一見したところ、この意見の相違は、経済学における理論上の対立に基づいているようにもみえるが、実はまったくそうではない。土居さんは、急務の課題である震災からの復興と、今後の日本経済の成長とを切り離して論じることはできないとする立場にたって、デフレ脱却を模索する。一方の若田部さんは、震災からの復興はそれとしてとらえ、日本の抱えるより大きな財政や社会保障の立て直しの問題とは切り離して考えるべきだと反論する。とすると、二人の間の対立は、経済学の内部では解消されえない考え方の違いに根ざしていることになる。なぜなら、二人の間の対立点は、「短期」の問題と「長期」の問題とを切り離して考えるべきかどうか、ということについての意見の違いに由来しているからである。
もし切り離して考えるべきだ、というのであれば、若田部理論が正しい。切り離せないのなら、土居理論が正しい。つまり、それぞれの理論は、それぞれの前提にもとづけば、どちらも正しい。しかし、そもそも「短期」と「長期」とを切り離して考えるべきか否かという、その前提そのものについては、二人の経済学理論はどちらも、知的に有益な示唆や情報を何も提供してくれていないのである。

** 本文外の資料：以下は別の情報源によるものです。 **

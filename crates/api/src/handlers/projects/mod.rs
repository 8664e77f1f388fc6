#![forbid(unsafe_code)]

mod budget;
mod create;
mod delete;
mod detail;
mod list;
mod task_create;
mod task_list;
mod update;

pub(crate) use budget::*;
pub(crate) use create::*;
pub(crate) use delete::*;
pub(crate) use detail::*;
pub(crate) use list::*;
pub(crate) use task_create::*;
pub(crate) use task_list::*;
pub(crate) use update::*;

use crate::server::{ApiResponse, internal_error};
use om_storage::{ProjectRow, SqliteStore, UserRow};
use serde_json::{Value, json};

pub(crate) fn can_edit_project(user: &UserRow, project: &ProjectRow) -> bool {
    crate::is_director(user)
        || project.creator_id == user.id
        || project.manager_id.as_deref() == Some(user.id.as_str())
}

/// Viewing additionally covers consultants assigned to any task of the
/// project.
pub(crate) fn can_view_project(
    store: &SqliteStore,
    user: &UserRow,
    project: &ProjectRow,
) -> Result<bool, ApiResponse> {
    if can_edit_project(user, project) {
        return Ok(true);
    }
    let own_tasks = store
        .list_project_tasks(&project.id, Some(&user.id))
        .map_err(internal_error)?;
    Ok(!own_tasks.is_empty())
}

fn lite_or_null(store: &SqliteStore, user_id: Option<&str>) -> Result<Value, ApiResponse> {
    let Some(user_id) = user_id else {
        return Ok(Value::Null);
    };
    let user = store.user_lite(user_id).map_err(internal_error)?;
    Ok(user
        .map(|lite| crate::user_lite_json(&lite))
        .unwrap_or(Value::Null))
}

/// Project plus creator/manager contact summaries, the shape returned
/// by the create and update endpoints.
pub(crate) fn project_with_parties_json(
    store: &SqliteStore,
    project: &ProjectRow,
) -> Result<Value, ApiResponse> {
    let mut payload = crate::project_json(project);
    if let Some(map) = payload.as_object_mut() {
        map.insert(
            "creator".to_string(),
            lite_or_null(store, Some(&project.creator_id))?,
        );
        map.insert(
            "manager".to_string(),
            lite_or_null(store, project.manager_id.as_deref())?,
        );
    }
    Ok(payload)
}

/// Listing entry: parties plus a task digest and row counts.
pub(crate) fn project_card_json(
    store: &SqliteStore,
    project: &ProjectRow,
) -> Result<Value, ApiResponse> {
    let mut payload = project_with_parties_json(store, project)?;
    let tasks = store
        .list_project_tasks(&project.id, None)
        .map_err(internal_error)?;
    let mut digest = Vec::with_capacity(tasks.len());
    for task in &tasks {
        digest.push(json!({
            "id": task.id,
            "status": task.status,
            "assignee": lite_or_null(store, task.assigned_user_id.as_deref())?,
        }));
    }
    let (task_count, transaction_count) = store
        .project_counts(&project.id)
        .map_err(internal_error)?;
    if let Some(map) = payload.as_object_mut() {
        map.insert("tasks".to_string(), Value::Array(digest));
        map.insert(
            "counts".to_string(),
            json!({ "tasks": task_count, "transactions": transaction_count }),
        );
    }
    Ok(payload)
}
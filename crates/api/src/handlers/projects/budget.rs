#![forbid(unsafe_code)]

use crate::server::{ApiResponse, HttpRequest, bad_request, forbidden, internal_error, not_found};
use om_storage::{SqliteStore, StoreError, UserRow};
use serde_json::json;

pub(crate) fn budget(
    store: &mut SqliteStore,
    user: &UserRow,
    id: &str,
    request: &HttpRequest,
) -> ApiResponse {
    let project = match store.project_by_id(id) {
        Ok(Some(project)) => project,
        Ok(None) => return not_found("Projet non trouvé"),
        Err(err) => return internal_error(err),
    };
    if !super::can_edit_project(user, &project) {
        return forbidden("Permissions insuffisantes pour modifier ce projet");
    }
    let body = match crate::parse_json_body(&request.body) {
        Ok(body) => body,
        Err(resp) => return resp,
    };
    let budget = match crate::require_f64(&body, "budget", "Le budget doit être positif") {
        Ok(value) if value >= 0.0 => value,
        Ok(_) => return bad_request("Le budget doit être positif"),
        Err(resp) => return resp,
    };
    let mut description = format!("Modification budget projet: {}", project.title);
    if let Some(reason) = crate::optional_string(&body, "reason") {
        description.push_str(" - ");
        description.push_str(&reason);
    }

    let (updated, transaction) = match store.update_project_budget(id, budget, &description) {
        Ok(result) => result,
        Err(StoreError::UnknownId) => return not_found("Projet non trouvé"),
        Err(err) => return internal_error(err),
    };
    (
        "200 OK",
        json!({
            "project": crate::project_json(&updated),
            "transaction": transaction.as_ref().map(crate::transaction_json),
        }),
    )
}
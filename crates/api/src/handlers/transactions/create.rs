#![forbid(unsafe_code)]

use crate::server::{ApiResponse, HttpRequest, bad_request, internal_error, not_found};
use om_core::finance::{TransactionCategory, TransactionType};
use om_core::notify::NotificationType;
use om_storage::{NewTransaction, SqliteStore, UserRow};
use serde_json::Value;

pub(crate) fn create(store: &mut SqliteStore, user: &UserRow, request: &HttpRequest) -> ApiResponse {
    if let Err(resp) = crate::require_director(user) {
        return resp;
    }
    let body = match crate::parse_json_body(&request.body) {
        Ok(body) => body,
        Err(resp) => return resp,
    };

    let tx_type = match body.get("type").and_then(Value::as_str) {
        Some(value) => match TransactionType::parse(value) {
            Some(tx_type) => tx_type,
            None => return bad_request("Type de transaction invalide"),
        },
        None => return bad_request("Type de transaction invalide"),
    };
    let category = match body.get("category").and_then(Value::as_str) {
        Some(value) => match TransactionCategory::parse(value) {
            Some(category) => category,
            None => return bad_request("Catégorie invalide"),
        },
        None => return bad_request("Catégorie invalide"),
    };
    let amount = match crate::require_f64(&body, "amount", "Le montant doit être supérieur à 0") {
        Ok(value) => value,
        Err(resp) => return resp,
    };
    if amount < 0.01 {
        return bad_request("Le montant doit être supérieur à 0");
    }
    let description = match crate::require_string(
        &body,
        "description",
        5,
        "La description doit contenir au moins 5 caractères",
    ) {
        Ok(value) => value,
        Err(resp) => return resp,
    };
    let reference = crate::optional_string(&body, "reference");
    let due_ms = match crate::optional_date(&body, "dueDate", "Date d'échéance invalide") {
        Ok(value) => value,
        Err(resp) => return resp,
    };
    let is_paid = crate::optional_bool(&body, "isPaid").unwrap_or(false);

    let project_id = crate::optional_string(&body, "projectId");
    if let Some(id) = &project_id {
        match store.project_by_id(id) {
            Ok(Some(_)) => {}
            Ok(None) => return not_found("Projet non trouvé"),
            Err(err) => return internal_error(err),
        }
    }
    let consultant_id = crate::optional_string(&body, "consultantId");
    let consultant = match &consultant_id {
        Some(id) => match store.consultant_by_id(id) {
            Ok(Some(consultant)) => Some(consultant),
            Ok(None) => return not_found("Consultant non trouvé"),
            Err(err) => return internal_error(err),
        },
        None => None,
    };

    let transaction = match store.create_transaction(NewTransaction {
        tx_type: tx_type.as_str().to_string(),
        category: category.as_str().to_string(),
        amount,
        description: description.clone(),
        reference,
        project_id,
        consultant_id,
        is_paid,
        due_ms,
    }) {
        Ok(transaction) => transaction,
        Err(err) => return internal_error(err),
    };

    if category == TransactionCategory::SalaireConsultant
        && let Some(consultant) = &consultant
    {
        crate::handlers::notify(
            store,
            &consultant.user_id,
            NotificationType::Paiement,
            "Nouvelle transaction",
            format!(
                "Une transaction de {} FCFA a été créée: {}",
                crate::format_amount(amount),
                description
            ),
            Some((&transaction.id, "transaction")),
        );
    }

    match super::transaction_with_links_json(store, &transaction) {
        Ok(payload) => ("201 Created", payload),
        Err(resp) => resp,
    }
}
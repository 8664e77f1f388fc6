#![forbid(unsafe_code)]

mod auth;
mod body;
mod build_info;
mod payload;
mod query;
mod request_log;
mod runtime;
mod time;

pub(crate) use auth::*;
pub(crate) use body::*;
pub(crate) use build_info::*;
pub(crate) use payload::*;
pub(crate) use query::*;
pub(crate) use request_log::*;
pub(crate) use runtime::*;
pub(crate) use time::*;
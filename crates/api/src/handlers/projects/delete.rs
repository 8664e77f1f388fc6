#![forbid(unsafe_code)]

use crate::server::{ApiResponse, internal_error, not_found};
use om_storage::{SqliteStore, UserRow};
use serde_json::json;

/// Projects with tasks are archived rather than removed so their
/// history stays reachable from the ledger.
pub(crate) fn delete(store: &mut SqliteStore, user: &UserRow, id: &str) -> ApiResponse {
    if let Err(resp) = crate::require_director(user) {
        return resp;
    }
    match store.project_by_id(id) {
        Ok(Some(_)) => {}
        Ok(None) => return not_found("Projet non trouvé"),
        Err(err) => return internal_error(err),
    }
    match store.delete_project(id) {
        Ok(true) => ("200 OK", json!({ "message": "Projet archivé avec succès" })),
        Ok(false) => ("200 OK", json!({ "message": "Projet supprimé avec succès" })),
        Err(err) => internal_error(err),
    }
}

「短期」とは何か。それはすぐれて哲学の問題であるとでもいわなければならない。あるいは、人間や国家社会にとって「短期」と「長期」とは連続しているのか、断続しているのか。そのような問いかけは、心理学者にゆだねられるべき問題、あるいは歴史学者が(結論のあてなく)延々と議論する問題であろう。そして、目下の日本が抱える課題として、「短期」に集中するのか、「長期」まで考えた経済の構築をはかるのか。それは、まったくもって政治の選択の問題であって、すくなくとも経済学の理論から解答がえられるような問題ではないのである。